## Problem requirements
Could you set down the lines below, from the one containing "fn read_range(&self, start: u64, end: u64)" through the final line, exactly as written?

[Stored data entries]

********************

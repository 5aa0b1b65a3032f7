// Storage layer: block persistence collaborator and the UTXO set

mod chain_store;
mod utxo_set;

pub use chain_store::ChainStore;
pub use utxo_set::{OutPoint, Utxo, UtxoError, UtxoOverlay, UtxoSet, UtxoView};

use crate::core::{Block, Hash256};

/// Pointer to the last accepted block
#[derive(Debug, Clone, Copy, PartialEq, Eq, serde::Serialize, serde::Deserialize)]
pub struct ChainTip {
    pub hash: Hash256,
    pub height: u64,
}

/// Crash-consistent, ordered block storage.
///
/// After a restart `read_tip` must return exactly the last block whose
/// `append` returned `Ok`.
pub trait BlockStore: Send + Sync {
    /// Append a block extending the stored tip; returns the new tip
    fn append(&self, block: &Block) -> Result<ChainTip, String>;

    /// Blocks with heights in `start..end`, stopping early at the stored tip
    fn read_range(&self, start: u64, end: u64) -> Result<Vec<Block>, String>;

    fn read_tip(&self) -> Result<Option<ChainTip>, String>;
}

********************

## Final answer
    fn read_range(&self, start: u64, end: u64) -> Result<Vec<Block>, String>;

    fn read_tip(&self) -> Result<Option<ChainTip>, String>;
}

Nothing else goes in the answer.